▶ What to work on
Scan the listing below. Copy each line that contains "seen".

▶ Records provided
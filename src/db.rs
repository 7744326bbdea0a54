// 🗄️ Transaction Store - SQLite persistence
// Append-only: records are inserted and read back by date range, never updated

use crate::error::{Error, Result};
use crate::models::{Category, NewTransaction, Transaction, TransactionInput, DATE_FORMAT};
use crate::schema::{validate_transaction, DateRange, ValidationError};
use chrono::NaiveDate;
use rusqlite::{params, Connection, Row};
use sha2::{Digest, Sha256};
use std::collections::HashMap;
use std::path::Path;
use std::sync::{Mutex, MutexGuard};
use tracing::{debug, info, warn};

pub fn setup_database(conn: &Connection) -> Result<()> {
    // WAL for file databases; in-memory databases report "memory" and ignore it
    let mode: String =
        conn.pragma_update_and_check(None, "journal_mode", "WAL", |row| row.get(0))?;
    debug!(journal_mode = %mode, "journal mode set");

    // AUTOINCREMENT keeps ids from ever being reused
    conn.execute(
        "CREATE TABLE IF NOT EXISTS transactions (
            id INTEGER PRIMARY KEY AUTOINCREMENT,
            date TEXT NOT NULL,
            amount REAL NOT NULL,
            category TEXT NOT NULL CHECK (category IN ('Income', 'Expense')),
            sub_category TEXT,
            description TEXT,
            import_hash TEXT UNIQUE,
            created_at DATETIME DEFAULT CURRENT_TIMESTAMP
        )",
        [],
    )?;

    conn.execute(
        "CREATE INDEX IF NOT EXISTS idx_transactions_date ON transactions(date, id)",
        [],
    )?;

    Ok(())
}

// ============================================================================
// ROW MAPPING
// ============================================================================

const SELECT_COLUMNS: &str = "SELECT id, date, amount, category, sub_category, description
     FROM transactions";

fn row_to_transaction(row: &Row<'_>) -> rusqlite::Result<Transaction> {
    let date_str: String = row.get(1)?;
    let category_str: String = row.get(3)?;

    let date = NaiveDate::parse_from_str(&date_str, DATE_FORMAT).map_err(|e| {
        rusqlite::Error::FromSqlConversionFailure(1, rusqlite::types::Type::Text, Box::new(e))
    })?;
    let category = category_str.parse::<Category>().map_err(|msg| {
        rusqlite::Error::FromSqlConversionFailure(
            3,
            rusqlite::types::Type::Text,
            Box::new(ValidationError::new("category", msg)),
        )
    })?;

    Ok(Transaction {
        id: row.get(0)?,
        date,
        amount: row.get(2)?,
        category,
        sub_category: row.get(4)?,
        description: row.get(5)?,
    })
}

// ============================================================================
// CONNECTION-LEVEL OPERATIONS
// ============================================================================

/// Insert a validated transaction and return it with its new id
pub fn insert_transaction(conn: &Connection, tx: &NewTransaction) -> Result<Transaction> {
    insert_row(conn, tx, None)?;
    let id = conn.last_insert_rowid();
    Ok(tx.clone().into_transaction(id))
}

fn insert_row(conn: &Connection, tx: &NewTransaction, import_hash: Option<&str>) -> rusqlite::Result<usize> {
    conn.execute(
        "INSERT INTO transactions (date, amount, category, sub_category, description, import_hash)
         VALUES (?1, ?2, ?3, ?4, ?5, ?6)",
        params![
            tx.date.format(DATE_FORMAT).to_string(),
            tx.amount,
            tx.category.as_str(),
            tx.sub_category,
            tx.description,
            import_hash,
        ],
    )
}

/// Transactions dated within the inclusive range, oldest first, ties in insertion order
pub fn get_transactions_in_range(conn: &Connection, range: &DateRange) -> Result<Vec<Transaction>> {
    let mut stmt = conn.prepare(&format!(
        "{} WHERE date >= ?1 AND date <= ?2 ORDER BY date ASC, id ASC",
        SELECT_COLUMNS
    ))?;

    let transactions = stmt
        .query_map(
            params![
                range.start_date.format(DATE_FORMAT).to_string(),
                range.end_date.format(DATE_FORMAT).to_string(),
            ],
            row_to_transaction,
        )?
        .collect::<rusqlite::Result<Vec<_>>>()?;

    Ok(transactions)
}

pub fn verify_count(conn: &Connection) -> Result<i64> {
    let count: i64 = conn.query_row("SELECT COUNT(*) FROM transactions", [], |row| row.get(0))?;

    Ok(count)
}

// ============================================================================
// BULK IMPORT (idempotent)
// ============================================================================

/// Fingerprint of a row's content, used to skip rows already imported
///
/// `occurrence` distinguishes identical rows within one batch, so two equal
/// purchases on the same day both land, while re-importing the batch adds nothing.
pub fn compute_import_hash(tx: &NewTransaction, occurrence: usize) -> String {
    let mut hasher = Sha256::new();
    hasher.update(format!(
        "{}|{}|{}|{}|{}|{}",
        tx.date.format(DATE_FORMAT),
        tx.amount,
        tx.category.as_str(),
        tx.sub_category.as_deref().unwrap_or(""),
        tx.description.as_deref().unwrap_or(""),
        occurrence
    ));
    format!("{:x}", hasher.finalize())
}

/// A row that failed validation during import
#[derive(Debug, Clone, PartialEq)]
pub struct RejectedRow {
    pub line: usize,
    pub errors: Vec<ValidationError>,
}

#[derive(Debug, Clone, Default, PartialEq)]
pub struct ImportReport {
    pub inserted: usize,
    pub duplicates: usize,
    pub rejected: Vec<RejectedRow>,
}

/// Import validated rows inside one SQLite transaction
pub fn import_transactions(conn: &Connection, rows: &[NewTransaction]) -> Result<ImportReport> {
    let db_tx = conn.unchecked_transaction()?;
    let mut report = ImportReport::default();
    let mut seen: HashMap<String, usize> = HashMap::new();

    for tx in rows {
        let content_hash = compute_import_hash(tx, 0);
        let occurrence = seen.entry(content_hash).or_insert(0);
        let hash = compute_import_hash(tx, *occurrence);
        *occurrence += 1;

        match insert_row(&db_tx, tx, Some(&hash)) {
            Ok(_) => report.inserted += 1,
            Err(rusqlite::Error::SqliteFailure(err, _))
                if err.code == rusqlite::ErrorCode::ConstraintViolation =>
            {
                report.duplicates += 1;
            }
            Err(e) => return Err(e.into()),
        }
    }

    db_tx.commit()?;

    info!(
        inserted = report.inserted,
        duplicates = report.duplicates,
        "import committed"
    );
    Ok(report)
}

// ============================================================================
// SHARED STORE
// ============================================================================

/// Thread-safe handle over one SQLite connection
///
/// Every operation takes the lock, so inserts are serialized and each read
/// sees a consistent snapshot.
pub struct TransactionStore {
    conn: Mutex<Connection>,
}

impl TransactionStore {
    pub fn new(conn: Connection) -> Result<Self> {
        setup_database(&conn)?;
        Ok(TransactionStore {
            conn: Mutex::new(conn),
        })
    }

    /// Open a database file, or an in-memory database for `:memory:`
    pub fn open(path: impl AsRef<Path>) -> Result<Self> {
        let path = path.as_ref();
        let conn = if path == Path::new(":memory:") {
            Connection::open_in_memory()?
        } else {
            Connection::open(path)?
        };
        info!(path = %path.display(), "transaction store opened");
        Self::new(conn)
    }

    pub fn open_in_memory() -> Result<Self> {
        Self::new(Connection::open_in_memory()?)
    }

    fn lock(&self) -> Result<MutexGuard<'_, Connection>> {
        self.conn.lock().map_err(|_| Error::LockPoisoned)
    }

    /// Validate and insert a raw payload
    pub fn insert(&self, input: &TransactionInput) -> Result<Transaction> {
        let tx = validate_transaction(input).map_err(|errors| {
            warn!(?errors, "rejected transaction");
            Error::Validation(errors)
        })?;
        self.insert_new(&tx)
    }

    pub fn insert_new(&self, tx: &NewTransaction) -> Result<Transaction> {
        let conn = self.lock()?;
        let stored = insert_transaction(&conn, tx)?;
        info!(
            id = stored.id,
            date = %stored.date,
            category = %stored.category,
            "transaction inserted"
        );
        Ok(stored)
    }

    pub fn query(&self, range: &DateRange) -> Result<Vec<Transaction>> {
        let conn = self.lock()?;
        let transactions = get_transactions_in_range(&conn, range)?;
        debug!(
            start = %range.start_date,
            end = %range.end_date,
            count = transactions.len(),
            "range query"
        );
        Ok(transactions)
    }

    pub fn count(&self) -> Result<usize> {
        let conn = self.lock()?;
        Ok(verify_count(&conn)? as usize)
    }

    /// Validate raw rows (with their source line numbers) and import the valid ones
    pub fn import(&self, rows: &[(usize, TransactionInput)]) -> Result<ImportReport> {
        let mut valid = Vec::with_capacity(rows.len());
        let mut rejected = Vec::new();

        for (line, input) in rows {
            match validate_transaction(input) {
                Ok(tx) => valid.push(tx),
                Err(errors) => {
                    warn!(line, ?errors, "skipping invalid row");
                    rejected.push(RejectedRow { line: *line, errors });
                }
            }
        }

        let conn = self.lock()?;
        let mut report = import_transactions(&conn, &valid)?;
        report.rejected = rejected;
        Ok(report)
    }
}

▶ Answer to this exercise
    let mut seen: HashMap<String, usize> = HashMap::new();
        let occurrence = seen.entry(content_hash).or_insert(0);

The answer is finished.